----- Task inputs -----

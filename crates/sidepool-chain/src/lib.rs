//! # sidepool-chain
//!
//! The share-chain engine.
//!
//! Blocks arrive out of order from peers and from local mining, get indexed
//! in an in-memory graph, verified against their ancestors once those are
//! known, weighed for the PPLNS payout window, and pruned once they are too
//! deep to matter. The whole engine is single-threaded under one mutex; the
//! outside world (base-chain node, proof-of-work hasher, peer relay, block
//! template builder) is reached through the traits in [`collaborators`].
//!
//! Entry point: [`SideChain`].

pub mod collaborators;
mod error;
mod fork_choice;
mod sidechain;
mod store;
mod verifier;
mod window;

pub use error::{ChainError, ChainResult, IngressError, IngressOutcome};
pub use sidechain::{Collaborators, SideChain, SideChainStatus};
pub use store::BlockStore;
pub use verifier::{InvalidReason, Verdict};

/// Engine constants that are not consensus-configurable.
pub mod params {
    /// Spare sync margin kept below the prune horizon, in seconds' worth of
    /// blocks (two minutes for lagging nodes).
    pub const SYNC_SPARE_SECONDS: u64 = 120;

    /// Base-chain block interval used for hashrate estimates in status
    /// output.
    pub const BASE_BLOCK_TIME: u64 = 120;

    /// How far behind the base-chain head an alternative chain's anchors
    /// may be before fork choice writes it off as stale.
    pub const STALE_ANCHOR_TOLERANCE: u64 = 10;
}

-----
----- Task inputs -----

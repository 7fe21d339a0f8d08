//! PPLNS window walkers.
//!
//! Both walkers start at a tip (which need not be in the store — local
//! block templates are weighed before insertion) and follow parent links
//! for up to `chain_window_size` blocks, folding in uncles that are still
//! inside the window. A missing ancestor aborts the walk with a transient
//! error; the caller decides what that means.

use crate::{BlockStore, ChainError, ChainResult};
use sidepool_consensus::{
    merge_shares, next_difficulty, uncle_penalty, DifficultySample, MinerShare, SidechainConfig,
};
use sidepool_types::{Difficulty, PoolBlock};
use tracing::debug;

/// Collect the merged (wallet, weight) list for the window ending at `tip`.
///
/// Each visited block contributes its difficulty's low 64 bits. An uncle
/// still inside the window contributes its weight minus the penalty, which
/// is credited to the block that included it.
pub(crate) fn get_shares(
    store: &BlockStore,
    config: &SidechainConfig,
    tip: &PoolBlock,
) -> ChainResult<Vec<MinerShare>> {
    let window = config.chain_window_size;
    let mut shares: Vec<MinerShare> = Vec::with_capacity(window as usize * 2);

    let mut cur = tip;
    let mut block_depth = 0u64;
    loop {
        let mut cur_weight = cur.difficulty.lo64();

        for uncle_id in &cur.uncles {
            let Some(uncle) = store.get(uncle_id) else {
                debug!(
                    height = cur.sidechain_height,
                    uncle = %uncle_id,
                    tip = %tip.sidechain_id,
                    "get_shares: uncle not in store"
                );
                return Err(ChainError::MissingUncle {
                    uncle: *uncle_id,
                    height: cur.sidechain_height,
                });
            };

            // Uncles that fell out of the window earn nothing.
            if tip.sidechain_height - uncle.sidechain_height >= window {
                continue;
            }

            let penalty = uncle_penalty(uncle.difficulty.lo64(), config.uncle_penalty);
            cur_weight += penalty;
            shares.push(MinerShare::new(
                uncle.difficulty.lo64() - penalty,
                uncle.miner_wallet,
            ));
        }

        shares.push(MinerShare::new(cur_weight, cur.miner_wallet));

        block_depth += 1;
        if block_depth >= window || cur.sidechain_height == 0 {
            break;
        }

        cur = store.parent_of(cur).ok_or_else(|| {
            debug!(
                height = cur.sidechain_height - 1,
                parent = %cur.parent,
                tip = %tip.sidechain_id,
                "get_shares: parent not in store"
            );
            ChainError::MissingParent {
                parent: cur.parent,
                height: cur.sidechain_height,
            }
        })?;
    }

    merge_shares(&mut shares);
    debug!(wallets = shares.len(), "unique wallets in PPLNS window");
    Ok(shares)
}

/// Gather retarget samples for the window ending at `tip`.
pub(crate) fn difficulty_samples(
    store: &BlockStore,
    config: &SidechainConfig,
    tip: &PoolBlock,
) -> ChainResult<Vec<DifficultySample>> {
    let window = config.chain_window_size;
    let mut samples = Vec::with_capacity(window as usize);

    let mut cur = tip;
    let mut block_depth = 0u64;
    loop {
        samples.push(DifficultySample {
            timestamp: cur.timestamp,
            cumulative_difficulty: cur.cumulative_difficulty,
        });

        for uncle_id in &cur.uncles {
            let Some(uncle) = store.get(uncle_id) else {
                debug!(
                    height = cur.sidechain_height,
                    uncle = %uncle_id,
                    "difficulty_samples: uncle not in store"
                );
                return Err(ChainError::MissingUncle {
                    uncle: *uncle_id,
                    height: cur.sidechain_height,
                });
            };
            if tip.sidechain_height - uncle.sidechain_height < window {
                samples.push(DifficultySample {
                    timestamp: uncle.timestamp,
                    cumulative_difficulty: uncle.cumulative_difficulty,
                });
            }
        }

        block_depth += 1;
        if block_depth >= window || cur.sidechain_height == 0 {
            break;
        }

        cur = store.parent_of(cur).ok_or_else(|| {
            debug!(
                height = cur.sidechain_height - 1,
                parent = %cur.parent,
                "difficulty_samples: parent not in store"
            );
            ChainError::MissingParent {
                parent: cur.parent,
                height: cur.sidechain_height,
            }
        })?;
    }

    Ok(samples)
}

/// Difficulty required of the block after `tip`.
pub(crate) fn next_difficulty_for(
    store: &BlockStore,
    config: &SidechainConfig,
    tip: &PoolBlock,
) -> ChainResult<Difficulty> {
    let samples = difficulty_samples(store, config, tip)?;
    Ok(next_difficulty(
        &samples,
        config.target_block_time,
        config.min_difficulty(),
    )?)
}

-----
----- Task inputs -----

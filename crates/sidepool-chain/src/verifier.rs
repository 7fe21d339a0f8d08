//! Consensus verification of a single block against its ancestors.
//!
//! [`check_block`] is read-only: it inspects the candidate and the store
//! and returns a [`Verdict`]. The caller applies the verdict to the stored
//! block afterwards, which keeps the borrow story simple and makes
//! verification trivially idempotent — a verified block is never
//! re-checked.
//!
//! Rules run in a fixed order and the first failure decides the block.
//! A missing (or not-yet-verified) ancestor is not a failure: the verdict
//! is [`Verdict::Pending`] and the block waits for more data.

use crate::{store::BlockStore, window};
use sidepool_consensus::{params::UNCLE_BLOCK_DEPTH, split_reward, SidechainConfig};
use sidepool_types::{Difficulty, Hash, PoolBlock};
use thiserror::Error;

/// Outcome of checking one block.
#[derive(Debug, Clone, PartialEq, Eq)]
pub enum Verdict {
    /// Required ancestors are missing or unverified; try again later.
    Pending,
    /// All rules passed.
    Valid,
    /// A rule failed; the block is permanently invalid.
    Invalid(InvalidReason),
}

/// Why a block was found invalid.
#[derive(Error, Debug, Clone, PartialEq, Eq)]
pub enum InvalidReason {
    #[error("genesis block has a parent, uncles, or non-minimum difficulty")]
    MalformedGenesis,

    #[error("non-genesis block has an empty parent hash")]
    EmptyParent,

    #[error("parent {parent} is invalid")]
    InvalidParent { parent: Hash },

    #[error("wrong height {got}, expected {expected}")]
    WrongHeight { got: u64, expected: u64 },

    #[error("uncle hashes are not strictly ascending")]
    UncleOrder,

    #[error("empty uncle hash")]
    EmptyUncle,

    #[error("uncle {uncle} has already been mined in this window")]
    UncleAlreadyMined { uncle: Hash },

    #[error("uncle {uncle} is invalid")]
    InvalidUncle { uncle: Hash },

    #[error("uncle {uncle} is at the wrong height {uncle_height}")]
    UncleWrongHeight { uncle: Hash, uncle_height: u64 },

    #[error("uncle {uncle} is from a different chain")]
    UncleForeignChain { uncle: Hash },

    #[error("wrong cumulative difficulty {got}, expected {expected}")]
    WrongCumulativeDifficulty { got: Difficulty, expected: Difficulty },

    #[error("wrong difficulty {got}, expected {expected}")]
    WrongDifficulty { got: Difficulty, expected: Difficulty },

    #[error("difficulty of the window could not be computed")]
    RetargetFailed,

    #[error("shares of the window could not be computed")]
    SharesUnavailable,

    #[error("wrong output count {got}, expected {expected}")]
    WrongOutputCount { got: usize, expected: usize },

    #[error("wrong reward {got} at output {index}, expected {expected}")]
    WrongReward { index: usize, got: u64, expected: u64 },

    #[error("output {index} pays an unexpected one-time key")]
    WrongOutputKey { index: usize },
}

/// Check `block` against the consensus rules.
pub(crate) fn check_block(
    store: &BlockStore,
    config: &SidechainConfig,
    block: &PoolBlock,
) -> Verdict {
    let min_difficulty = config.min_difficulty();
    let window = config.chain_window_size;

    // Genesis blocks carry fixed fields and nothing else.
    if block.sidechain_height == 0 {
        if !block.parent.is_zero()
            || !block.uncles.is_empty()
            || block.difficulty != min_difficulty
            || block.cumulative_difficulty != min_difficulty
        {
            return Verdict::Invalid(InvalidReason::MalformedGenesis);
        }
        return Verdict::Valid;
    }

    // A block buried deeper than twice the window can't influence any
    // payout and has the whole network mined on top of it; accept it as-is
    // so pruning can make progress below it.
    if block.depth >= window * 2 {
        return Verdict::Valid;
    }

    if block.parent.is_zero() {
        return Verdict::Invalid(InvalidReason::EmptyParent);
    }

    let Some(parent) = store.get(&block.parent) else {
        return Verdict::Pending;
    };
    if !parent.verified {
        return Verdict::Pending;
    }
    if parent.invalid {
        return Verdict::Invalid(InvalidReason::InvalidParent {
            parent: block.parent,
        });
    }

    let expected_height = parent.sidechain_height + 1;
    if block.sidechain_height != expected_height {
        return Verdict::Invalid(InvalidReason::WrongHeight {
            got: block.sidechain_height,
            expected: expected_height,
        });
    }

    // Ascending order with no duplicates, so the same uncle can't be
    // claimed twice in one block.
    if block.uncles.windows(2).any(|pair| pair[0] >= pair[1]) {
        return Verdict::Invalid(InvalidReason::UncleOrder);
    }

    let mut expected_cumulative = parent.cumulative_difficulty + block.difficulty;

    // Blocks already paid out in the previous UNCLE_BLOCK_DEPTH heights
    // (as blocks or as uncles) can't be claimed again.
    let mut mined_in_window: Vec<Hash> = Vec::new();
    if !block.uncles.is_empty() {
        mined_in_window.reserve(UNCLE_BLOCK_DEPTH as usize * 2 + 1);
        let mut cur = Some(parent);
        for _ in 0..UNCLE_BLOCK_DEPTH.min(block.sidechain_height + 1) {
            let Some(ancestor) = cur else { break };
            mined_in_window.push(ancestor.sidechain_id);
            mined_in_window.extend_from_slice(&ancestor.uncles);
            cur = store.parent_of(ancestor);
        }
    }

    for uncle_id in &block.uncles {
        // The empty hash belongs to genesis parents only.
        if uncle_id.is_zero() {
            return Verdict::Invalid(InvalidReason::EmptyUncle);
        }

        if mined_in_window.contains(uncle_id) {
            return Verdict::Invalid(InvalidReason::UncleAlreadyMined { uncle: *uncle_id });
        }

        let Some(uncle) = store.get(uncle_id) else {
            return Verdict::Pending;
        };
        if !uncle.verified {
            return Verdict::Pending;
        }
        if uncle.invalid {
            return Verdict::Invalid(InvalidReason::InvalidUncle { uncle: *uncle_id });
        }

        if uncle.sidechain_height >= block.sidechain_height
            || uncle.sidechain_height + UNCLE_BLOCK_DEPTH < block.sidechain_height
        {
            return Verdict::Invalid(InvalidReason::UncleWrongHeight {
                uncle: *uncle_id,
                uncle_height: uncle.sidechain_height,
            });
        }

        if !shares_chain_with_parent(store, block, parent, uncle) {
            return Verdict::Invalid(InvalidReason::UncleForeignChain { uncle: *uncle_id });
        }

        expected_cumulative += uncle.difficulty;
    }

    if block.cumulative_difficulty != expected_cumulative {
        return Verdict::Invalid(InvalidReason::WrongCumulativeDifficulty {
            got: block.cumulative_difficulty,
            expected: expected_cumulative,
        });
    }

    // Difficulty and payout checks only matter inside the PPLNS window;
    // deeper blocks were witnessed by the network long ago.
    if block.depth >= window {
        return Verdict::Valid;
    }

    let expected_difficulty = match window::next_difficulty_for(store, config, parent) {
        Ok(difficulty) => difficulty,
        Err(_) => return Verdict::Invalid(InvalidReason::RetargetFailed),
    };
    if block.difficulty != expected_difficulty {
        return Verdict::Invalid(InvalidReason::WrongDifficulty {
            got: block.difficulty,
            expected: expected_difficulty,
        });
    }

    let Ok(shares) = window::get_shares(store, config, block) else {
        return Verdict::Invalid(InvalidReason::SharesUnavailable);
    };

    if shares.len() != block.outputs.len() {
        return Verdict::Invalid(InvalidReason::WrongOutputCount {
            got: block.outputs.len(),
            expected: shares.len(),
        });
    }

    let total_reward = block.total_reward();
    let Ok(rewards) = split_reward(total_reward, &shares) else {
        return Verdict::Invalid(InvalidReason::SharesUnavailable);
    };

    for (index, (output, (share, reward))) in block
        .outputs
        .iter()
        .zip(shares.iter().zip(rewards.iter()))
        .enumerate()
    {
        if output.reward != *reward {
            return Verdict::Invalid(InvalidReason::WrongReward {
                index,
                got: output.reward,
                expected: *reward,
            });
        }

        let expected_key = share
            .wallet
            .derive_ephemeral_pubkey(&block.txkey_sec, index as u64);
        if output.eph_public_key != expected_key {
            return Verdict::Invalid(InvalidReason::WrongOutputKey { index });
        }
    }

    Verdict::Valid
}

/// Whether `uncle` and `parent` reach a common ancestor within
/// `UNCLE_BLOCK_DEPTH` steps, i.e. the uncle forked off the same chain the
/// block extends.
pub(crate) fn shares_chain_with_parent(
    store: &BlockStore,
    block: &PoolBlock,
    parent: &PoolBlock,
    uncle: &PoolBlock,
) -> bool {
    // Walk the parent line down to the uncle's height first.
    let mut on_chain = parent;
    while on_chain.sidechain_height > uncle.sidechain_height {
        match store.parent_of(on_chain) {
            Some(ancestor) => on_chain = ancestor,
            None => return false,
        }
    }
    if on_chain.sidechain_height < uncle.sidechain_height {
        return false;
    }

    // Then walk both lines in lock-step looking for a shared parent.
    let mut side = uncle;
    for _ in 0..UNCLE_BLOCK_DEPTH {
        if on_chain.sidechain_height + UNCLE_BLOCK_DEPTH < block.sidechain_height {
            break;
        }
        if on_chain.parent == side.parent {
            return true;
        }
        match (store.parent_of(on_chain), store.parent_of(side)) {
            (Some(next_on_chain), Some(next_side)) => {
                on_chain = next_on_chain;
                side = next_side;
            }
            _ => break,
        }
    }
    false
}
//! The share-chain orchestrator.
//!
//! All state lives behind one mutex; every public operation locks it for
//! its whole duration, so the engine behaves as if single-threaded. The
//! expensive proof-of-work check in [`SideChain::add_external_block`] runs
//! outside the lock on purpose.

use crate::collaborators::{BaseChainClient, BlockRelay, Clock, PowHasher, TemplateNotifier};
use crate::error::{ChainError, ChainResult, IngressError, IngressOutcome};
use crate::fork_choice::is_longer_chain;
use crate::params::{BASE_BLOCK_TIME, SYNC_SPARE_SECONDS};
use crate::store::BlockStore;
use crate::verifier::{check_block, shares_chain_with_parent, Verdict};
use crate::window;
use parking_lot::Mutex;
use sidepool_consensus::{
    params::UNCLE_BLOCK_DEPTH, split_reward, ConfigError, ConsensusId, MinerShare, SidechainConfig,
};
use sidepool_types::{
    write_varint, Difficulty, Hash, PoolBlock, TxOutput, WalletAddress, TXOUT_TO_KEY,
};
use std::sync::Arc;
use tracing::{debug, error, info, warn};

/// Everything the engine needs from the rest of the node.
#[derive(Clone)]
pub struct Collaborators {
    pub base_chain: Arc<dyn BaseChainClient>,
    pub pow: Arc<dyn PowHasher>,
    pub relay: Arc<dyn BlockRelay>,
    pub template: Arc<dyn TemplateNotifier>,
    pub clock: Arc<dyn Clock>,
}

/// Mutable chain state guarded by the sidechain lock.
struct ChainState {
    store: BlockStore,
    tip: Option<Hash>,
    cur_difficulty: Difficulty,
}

-----

Task directions: Starting with the line that holds "filename crates/sidepool-chain/src/lib.rs" and ending with the line that holds "seconds' worth of", retype every line in the data above exactly, and nothing else.

Written response:
filename crates/sidepool-chain/src/lib.rs
//! # sidepool-chain
//!
//! The share-chain engine.
//!
//! Blocks arrive out of order from peers and from local mining, get indexed
//! in an in-memory graph, verified against their ancestors once those are
//! known, weighed for the PPLNS payout window, and pruned once they are too
//! deep to matter. The whole engine is single-threaded under one mutex; the
//! outside world (base-chain node, proof-of-work hasher, peer relay, block
//! template builder) is reached through the traits in [`collaborators`].
//!
//! Entry point: [`SideChain`].

pub mod collaborators;
mod error;
mod fork_choice;
mod sidechain;
mod store;
mod verifier;
mod window;

pub use error::{ChainError, ChainResult, IngressError, IngressOutcome};
pub use sidechain::{Collaborators, SideChain, SideChainStatus};
pub use store::BlockStore;
pub use verifier::{InvalidReason, Verdict};

/// Engine constants that are not consensus-configurable.
pub mod params {
    /// Spare sync margin kept below the prune horizon, in seconds' worth of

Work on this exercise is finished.